» TASK REQUIREMENTS
For this exercise, repeat every line of the material exactly.

» PROVIDED DATA
──────
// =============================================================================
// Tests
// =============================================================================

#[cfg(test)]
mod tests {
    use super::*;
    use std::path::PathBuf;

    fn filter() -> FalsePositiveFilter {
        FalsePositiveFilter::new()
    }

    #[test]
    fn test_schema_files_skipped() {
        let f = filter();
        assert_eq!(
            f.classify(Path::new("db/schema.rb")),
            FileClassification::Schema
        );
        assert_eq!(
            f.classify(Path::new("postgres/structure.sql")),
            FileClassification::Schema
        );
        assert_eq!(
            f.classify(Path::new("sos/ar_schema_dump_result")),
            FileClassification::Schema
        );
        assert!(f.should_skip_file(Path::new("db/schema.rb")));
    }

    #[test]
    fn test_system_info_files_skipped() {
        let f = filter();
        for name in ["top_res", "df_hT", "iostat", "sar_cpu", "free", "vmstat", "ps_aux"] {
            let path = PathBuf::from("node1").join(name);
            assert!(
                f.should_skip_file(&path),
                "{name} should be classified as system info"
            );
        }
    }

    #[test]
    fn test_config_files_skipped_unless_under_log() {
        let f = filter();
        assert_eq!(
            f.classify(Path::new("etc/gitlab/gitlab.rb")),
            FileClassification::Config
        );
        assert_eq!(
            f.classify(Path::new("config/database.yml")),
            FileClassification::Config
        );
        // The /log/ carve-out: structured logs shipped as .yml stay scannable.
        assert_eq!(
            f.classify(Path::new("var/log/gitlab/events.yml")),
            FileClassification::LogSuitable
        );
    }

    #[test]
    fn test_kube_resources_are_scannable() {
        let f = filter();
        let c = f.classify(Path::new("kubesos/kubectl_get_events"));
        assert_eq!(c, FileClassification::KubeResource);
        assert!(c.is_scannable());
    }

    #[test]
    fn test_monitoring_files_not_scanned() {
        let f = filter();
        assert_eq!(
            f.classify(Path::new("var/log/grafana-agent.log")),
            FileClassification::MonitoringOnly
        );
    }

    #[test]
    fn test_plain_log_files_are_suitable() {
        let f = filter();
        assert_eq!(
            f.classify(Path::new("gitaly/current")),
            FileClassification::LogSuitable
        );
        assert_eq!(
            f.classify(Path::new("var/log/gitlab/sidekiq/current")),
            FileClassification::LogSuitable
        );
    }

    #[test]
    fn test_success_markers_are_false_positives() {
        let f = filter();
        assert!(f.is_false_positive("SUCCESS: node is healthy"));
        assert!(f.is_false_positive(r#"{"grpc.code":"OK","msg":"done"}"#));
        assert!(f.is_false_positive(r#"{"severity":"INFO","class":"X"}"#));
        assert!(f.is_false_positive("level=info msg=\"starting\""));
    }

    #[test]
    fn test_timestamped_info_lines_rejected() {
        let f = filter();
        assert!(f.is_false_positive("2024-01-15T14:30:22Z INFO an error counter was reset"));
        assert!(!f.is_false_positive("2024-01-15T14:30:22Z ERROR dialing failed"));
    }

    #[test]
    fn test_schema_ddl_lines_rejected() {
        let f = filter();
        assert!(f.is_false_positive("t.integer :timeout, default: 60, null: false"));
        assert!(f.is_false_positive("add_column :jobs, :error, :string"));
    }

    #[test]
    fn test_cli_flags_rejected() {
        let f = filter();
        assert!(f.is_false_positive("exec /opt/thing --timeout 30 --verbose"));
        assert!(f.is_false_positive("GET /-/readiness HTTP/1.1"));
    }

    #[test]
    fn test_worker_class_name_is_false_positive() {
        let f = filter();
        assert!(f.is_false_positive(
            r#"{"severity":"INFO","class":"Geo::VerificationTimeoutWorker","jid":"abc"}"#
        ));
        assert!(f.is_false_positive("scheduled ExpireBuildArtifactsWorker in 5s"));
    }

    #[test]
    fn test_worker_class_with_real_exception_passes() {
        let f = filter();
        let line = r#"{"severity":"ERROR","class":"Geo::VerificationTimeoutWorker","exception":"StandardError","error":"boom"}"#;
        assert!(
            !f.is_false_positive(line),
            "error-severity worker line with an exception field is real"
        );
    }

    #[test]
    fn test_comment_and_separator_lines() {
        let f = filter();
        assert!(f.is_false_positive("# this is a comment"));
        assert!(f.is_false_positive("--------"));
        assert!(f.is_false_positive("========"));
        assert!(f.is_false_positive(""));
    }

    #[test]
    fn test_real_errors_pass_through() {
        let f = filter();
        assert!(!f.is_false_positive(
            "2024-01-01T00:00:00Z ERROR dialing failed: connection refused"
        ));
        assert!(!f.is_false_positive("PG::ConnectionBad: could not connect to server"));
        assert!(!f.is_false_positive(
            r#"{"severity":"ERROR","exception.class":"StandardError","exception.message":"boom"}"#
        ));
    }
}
──────
» TASK ANSWER
// =============================================================================
// Tests
// =============================================================================

#[cfg(test)]
mod tests {
    use super::*;
    use std::path::PathBuf;

    fn filter() -> FalsePositiveFilter {
        FalsePositiveFilter::new()
    }

    #[test]
    fn test_schema_files_skipped() {
        let f = filter();
        assert_eq!(
            f.classify(Path::new("db/schema.rb")),
            FileClassification::Schema
        );
        assert_eq!(
            f.classify(Path::new("postgres/structure.sql")),
            FileClassification::Schema
        );
        assert_eq!(
            f.classify(Path::new("sos/ar_schema_dump_result")),
            FileClassification::Schema
        );
        assert!(f.should_skip_file(Path::new("db/schema.rb")));
    }

    #[test]
    fn test_system_info_files_skipped() {
        let f = filter();
        for name in ["top_res", "df_hT", "iostat", "sar_cpu", "free", "vmstat", "ps_aux"] {
            let path = PathBuf::from("node1").join(name);
            assert!(
                f.should_skip_file(&path),
                "{name} should be classified as system info"
            );
        }
    }

    #[test]
    fn test_config_files_skipped_unless_under_log() {
        let f = filter();
        assert_eq!(
            f.classify(Path::new("etc/gitlab/gitlab.rb")),
            FileClassification::Config
        );
        assert_eq!(
            f.classify(Path::new("config/database.yml")),
            FileClassification::Config
        );
        // The /log/ carve-out: structured logs shipped as .yml stay scannable.
        assert_eq!(
            f.classify(Path::new("var/log/gitlab/events.yml")),
            FileClassification::LogSuitable
        );
    }

    #[test]
    fn test_kube_resources_are_scannable() {
        let f = filter();
        let c = f.classify(Path::new("kubesos/kubectl_get_events"));
        assert_eq!(c, FileClassification::KubeResource);
        assert!(c.is_scannable());
    }

    #[test]
    fn test_monitoring_files_not_scanned() {
        let f = filter();
        assert_eq!(
            f.classify(Path::new("var/log/grafana-agent.log")),
            FileClassification::MonitoringOnly
        );
    }

    #[test]
    fn test_plain_log_files_are_suitable() {
        let f = filter();
        assert_eq!(
            f.classify(Path::new("gitaly/current")),
            FileClassification::LogSuitable
        );
        assert_eq!(
            f.classify(Path::new("var/log/gitlab/sidekiq/current")),
            FileClassification::LogSuitable
        );
    }

    #[test]
    fn test_success_markers_are_false_positives() {
        let f = filter();
        assert!(f.is_false_positive("SUCCESS: node is healthy"));
        assert!(f.is_false_positive(r#"{"grpc.code":"OK","msg":"done"}"#));
        assert!(f.is_false_positive(r#"{"severity":"INFO","class":"X"}"#));
        assert!(f.is_false_positive("level=info msg=\"starting\""));
    }

    #[test]
    fn test_timestamped_info_lines_rejected() {
        let f = filter();
        assert!(f.is_false_positive("2024-01-15T14:30:22Z INFO an error counter was reset"));
        assert!(!f.is_false_positive("2024-01-15T14:30:22Z ERROR dialing failed"));
    }

    #[test]
    fn test_schema_ddl_lines_rejected() {
        let f = filter();
        assert!(f.is_false_positive("t.integer :timeout, default: 60, null: false"));
        assert!(f.is_false_positive("add_column :jobs, :error, :string"));
    }

    #[test]
    fn test_cli_flags_rejected() {
        let f = filter();
        assert!(f.is_false_positive("exec /opt/thing --timeout 30 --verbose"));
        assert!(f.is_false_positive("GET /-/readiness HTTP/1.1"));
    }

    #[test]
    fn test_worker_class_name_is_false_positive() {
        let f = filter();
        assert!(f.is_false_positive(
            r#"{"severity":"INFO","class":"Geo::VerificationTimeoutWorker","jid":"abc"}"#
        ));
        assert!(f.is_false_positive("scheduled ExpireBuildArtifactsWorker in 5s"));
    }

    #[test]
    fn test_worker_class_with_real_exception_passes() {
        let f = filter();
        let line = r#"{"severity":"ERROR","class":"Geo::VerificationTimeoutWorker","exception":"StandardError","error":"boom"}"#;
        assert!(
            !f.is_false_positive(line),
            "error-severity worker line with an exception field is real"
        );
    }

    #[test]
    fn test_comment_and_separator_lines() {
        let f = filter();
        assert!(f.is_false_positive("# this is a comment"));
        assert!(f.is_false_positive("--------"));
        assert!(f.is_false_positive("========"));
        assert!(f.is_false_positive(""));
    }

    #[test]
    fn test_real_errors_pass_through() {
        let f = filter();
        assert!(!f.is_false_positive(
            "2024-01-01T00:00:00Z ERROR dialing failed: connection refused"
        ));
        assert!(!f.is_false_positive("PG::ConnectionBad: could not connect to server"));
        assert!(!f.is_false_positive(
            r#"{"severity":"ERROR","exception.class":"StandardError","exception.message":"boom"}"#
        ));
    }
}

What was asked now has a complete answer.